• _Task data_:
= Beginning of Section =
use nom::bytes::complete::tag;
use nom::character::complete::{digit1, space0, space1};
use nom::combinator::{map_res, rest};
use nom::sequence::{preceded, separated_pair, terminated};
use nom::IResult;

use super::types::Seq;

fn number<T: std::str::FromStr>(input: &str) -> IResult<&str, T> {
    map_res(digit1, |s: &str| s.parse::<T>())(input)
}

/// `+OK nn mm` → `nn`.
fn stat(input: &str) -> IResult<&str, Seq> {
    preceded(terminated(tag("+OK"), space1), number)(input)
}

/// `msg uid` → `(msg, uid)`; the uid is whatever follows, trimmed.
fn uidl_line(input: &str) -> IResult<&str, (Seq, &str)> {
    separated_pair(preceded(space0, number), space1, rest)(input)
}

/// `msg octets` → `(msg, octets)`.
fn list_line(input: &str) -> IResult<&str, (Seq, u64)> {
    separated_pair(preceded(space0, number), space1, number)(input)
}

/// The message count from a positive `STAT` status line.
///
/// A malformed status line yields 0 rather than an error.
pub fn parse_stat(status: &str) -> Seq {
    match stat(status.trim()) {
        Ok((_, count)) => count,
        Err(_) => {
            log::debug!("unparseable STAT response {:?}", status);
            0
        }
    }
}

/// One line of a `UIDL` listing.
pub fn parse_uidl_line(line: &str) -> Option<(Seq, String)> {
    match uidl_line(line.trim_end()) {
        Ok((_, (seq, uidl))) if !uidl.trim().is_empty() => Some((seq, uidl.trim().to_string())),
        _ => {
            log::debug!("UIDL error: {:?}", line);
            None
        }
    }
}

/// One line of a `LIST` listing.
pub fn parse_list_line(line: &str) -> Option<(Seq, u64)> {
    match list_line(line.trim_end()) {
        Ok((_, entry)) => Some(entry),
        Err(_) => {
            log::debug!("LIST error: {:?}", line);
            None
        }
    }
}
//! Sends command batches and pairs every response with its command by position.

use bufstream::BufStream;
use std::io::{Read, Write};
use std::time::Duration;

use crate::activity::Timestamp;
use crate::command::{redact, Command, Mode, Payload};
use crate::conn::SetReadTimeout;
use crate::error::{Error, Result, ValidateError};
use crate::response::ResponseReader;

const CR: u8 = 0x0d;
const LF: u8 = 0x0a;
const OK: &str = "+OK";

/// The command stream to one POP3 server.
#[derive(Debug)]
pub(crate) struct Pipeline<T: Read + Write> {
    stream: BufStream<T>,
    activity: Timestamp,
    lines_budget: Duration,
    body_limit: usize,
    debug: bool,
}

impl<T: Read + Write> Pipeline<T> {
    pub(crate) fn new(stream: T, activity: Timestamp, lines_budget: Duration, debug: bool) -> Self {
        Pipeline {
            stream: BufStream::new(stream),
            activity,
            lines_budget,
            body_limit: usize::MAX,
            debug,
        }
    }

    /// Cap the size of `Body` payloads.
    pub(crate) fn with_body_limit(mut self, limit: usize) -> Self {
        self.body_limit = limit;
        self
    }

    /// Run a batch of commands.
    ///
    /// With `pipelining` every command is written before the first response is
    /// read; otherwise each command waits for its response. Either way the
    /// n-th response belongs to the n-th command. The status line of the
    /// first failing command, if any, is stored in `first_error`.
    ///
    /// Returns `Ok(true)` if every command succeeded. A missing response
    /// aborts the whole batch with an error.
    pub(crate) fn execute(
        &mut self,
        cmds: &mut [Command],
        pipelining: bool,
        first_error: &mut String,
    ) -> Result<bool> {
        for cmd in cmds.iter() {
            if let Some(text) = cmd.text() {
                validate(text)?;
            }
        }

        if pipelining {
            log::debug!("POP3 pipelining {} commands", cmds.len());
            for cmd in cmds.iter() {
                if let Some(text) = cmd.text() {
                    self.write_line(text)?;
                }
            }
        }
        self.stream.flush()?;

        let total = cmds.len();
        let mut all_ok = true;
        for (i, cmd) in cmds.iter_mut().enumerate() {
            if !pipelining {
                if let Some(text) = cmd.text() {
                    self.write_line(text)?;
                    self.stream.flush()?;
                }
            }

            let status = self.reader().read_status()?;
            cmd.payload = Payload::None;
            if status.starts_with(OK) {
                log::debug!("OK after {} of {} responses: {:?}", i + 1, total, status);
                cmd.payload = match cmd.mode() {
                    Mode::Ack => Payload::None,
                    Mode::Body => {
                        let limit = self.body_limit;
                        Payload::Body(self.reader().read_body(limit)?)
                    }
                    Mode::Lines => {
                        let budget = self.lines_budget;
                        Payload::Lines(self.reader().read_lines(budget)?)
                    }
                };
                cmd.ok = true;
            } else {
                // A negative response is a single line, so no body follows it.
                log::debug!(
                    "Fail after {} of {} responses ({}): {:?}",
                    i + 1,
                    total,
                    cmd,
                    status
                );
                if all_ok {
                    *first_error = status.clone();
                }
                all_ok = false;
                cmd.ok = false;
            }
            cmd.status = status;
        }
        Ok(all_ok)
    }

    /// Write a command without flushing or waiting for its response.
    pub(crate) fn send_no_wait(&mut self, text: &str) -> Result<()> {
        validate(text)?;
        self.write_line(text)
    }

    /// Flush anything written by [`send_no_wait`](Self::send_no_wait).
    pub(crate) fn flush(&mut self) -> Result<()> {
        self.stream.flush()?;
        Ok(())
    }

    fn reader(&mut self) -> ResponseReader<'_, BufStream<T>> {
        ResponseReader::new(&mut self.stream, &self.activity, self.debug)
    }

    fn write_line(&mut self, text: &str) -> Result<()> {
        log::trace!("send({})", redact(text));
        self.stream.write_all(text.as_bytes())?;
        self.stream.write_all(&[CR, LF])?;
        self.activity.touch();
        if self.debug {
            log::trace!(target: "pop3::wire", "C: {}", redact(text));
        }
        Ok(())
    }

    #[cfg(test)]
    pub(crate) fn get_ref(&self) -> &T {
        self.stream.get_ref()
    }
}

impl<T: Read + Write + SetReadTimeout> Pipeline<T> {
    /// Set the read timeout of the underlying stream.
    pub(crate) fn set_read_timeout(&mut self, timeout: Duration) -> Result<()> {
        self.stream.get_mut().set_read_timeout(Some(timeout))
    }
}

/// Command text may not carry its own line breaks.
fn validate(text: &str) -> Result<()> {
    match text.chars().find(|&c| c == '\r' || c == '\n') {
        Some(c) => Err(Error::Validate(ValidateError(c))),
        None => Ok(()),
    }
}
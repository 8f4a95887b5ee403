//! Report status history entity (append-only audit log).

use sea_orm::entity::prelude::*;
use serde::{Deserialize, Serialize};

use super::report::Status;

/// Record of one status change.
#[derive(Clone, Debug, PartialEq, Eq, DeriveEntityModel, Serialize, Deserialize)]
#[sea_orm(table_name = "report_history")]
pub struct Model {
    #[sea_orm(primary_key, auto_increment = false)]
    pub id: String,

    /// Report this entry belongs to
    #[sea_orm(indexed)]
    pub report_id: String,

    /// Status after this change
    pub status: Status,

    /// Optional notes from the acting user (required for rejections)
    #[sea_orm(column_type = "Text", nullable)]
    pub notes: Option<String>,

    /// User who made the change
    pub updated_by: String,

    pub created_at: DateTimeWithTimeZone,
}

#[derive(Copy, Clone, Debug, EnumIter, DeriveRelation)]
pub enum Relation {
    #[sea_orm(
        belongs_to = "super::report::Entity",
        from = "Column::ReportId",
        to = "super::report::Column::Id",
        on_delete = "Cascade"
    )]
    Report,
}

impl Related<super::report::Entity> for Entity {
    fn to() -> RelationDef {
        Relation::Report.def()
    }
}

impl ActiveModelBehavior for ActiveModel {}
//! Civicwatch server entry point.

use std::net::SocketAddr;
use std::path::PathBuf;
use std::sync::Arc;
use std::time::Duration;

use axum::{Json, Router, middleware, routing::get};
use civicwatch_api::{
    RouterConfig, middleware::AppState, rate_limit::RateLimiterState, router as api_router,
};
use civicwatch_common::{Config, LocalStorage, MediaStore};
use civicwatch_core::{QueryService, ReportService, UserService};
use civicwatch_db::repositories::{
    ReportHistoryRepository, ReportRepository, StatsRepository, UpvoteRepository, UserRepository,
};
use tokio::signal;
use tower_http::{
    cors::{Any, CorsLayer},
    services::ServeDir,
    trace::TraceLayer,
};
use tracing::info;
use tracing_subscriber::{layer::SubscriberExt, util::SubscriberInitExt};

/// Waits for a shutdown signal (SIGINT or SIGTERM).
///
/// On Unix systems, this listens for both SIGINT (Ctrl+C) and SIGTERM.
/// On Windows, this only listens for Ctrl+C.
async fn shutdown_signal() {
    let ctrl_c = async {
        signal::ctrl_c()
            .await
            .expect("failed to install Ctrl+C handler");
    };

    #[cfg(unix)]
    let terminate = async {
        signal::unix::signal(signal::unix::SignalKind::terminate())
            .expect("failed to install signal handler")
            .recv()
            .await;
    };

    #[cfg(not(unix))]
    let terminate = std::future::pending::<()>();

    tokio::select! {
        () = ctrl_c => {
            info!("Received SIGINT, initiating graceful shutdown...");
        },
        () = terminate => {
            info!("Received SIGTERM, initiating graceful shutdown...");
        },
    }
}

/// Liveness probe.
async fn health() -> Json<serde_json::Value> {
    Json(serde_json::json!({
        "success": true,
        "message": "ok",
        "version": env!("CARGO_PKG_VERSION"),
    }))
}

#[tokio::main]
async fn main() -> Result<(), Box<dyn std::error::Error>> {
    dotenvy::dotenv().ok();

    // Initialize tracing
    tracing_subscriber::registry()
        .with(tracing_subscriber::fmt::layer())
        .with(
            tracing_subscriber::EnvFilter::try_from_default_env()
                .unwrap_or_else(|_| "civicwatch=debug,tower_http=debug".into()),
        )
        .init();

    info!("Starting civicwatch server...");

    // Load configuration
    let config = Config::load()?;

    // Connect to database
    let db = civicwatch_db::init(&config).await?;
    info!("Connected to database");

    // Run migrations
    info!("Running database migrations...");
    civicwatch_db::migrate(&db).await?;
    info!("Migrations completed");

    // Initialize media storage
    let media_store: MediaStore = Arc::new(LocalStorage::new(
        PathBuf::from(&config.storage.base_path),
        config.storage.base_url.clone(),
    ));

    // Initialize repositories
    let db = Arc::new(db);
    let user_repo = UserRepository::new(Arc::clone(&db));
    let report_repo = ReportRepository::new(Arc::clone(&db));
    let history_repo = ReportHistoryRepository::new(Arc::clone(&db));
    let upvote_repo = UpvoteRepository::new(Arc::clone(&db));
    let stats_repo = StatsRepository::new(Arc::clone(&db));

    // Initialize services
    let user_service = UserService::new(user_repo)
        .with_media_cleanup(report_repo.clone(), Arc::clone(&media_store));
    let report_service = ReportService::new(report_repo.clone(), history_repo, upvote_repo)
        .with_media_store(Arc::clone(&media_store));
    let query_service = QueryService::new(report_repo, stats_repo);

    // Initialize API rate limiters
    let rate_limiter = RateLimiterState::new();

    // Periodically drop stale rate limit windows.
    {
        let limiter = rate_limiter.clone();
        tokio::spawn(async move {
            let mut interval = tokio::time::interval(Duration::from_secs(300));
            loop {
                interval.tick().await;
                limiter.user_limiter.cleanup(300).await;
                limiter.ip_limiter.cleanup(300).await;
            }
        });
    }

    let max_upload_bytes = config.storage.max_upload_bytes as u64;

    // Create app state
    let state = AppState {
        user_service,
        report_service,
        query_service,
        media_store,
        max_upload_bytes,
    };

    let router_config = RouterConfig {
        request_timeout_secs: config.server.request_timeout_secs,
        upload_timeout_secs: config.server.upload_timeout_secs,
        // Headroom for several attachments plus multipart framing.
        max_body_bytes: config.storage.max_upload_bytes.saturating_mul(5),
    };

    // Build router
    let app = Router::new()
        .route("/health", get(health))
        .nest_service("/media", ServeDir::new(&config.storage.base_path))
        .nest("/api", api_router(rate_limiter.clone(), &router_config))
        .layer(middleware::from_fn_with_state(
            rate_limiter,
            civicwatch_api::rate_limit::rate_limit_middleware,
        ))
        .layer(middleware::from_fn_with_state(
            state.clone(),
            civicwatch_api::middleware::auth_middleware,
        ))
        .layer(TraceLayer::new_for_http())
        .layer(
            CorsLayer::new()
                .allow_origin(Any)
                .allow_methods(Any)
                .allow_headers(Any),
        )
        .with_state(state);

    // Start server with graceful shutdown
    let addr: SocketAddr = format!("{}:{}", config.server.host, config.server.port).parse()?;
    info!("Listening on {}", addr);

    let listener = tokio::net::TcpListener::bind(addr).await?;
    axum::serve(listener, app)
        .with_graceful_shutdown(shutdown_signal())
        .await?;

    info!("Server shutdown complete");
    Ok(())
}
= End of Section =
• _What is required_: Which lines above hold the string "IResult"? Copy every one of them.

• _Exercise answer_:
use nom::IResult;
fn number<T: std::str::FromStr>(input: &str) -> IResult<&str, T> {
fn stat(input: &str) -> IResult<&str, Seq> {
fn uidl_line(input: &str) -> IResult<&str, (Seq, &str)> {
fn list_line(input: &str) -> IResult<&str, (Seq, u64)> {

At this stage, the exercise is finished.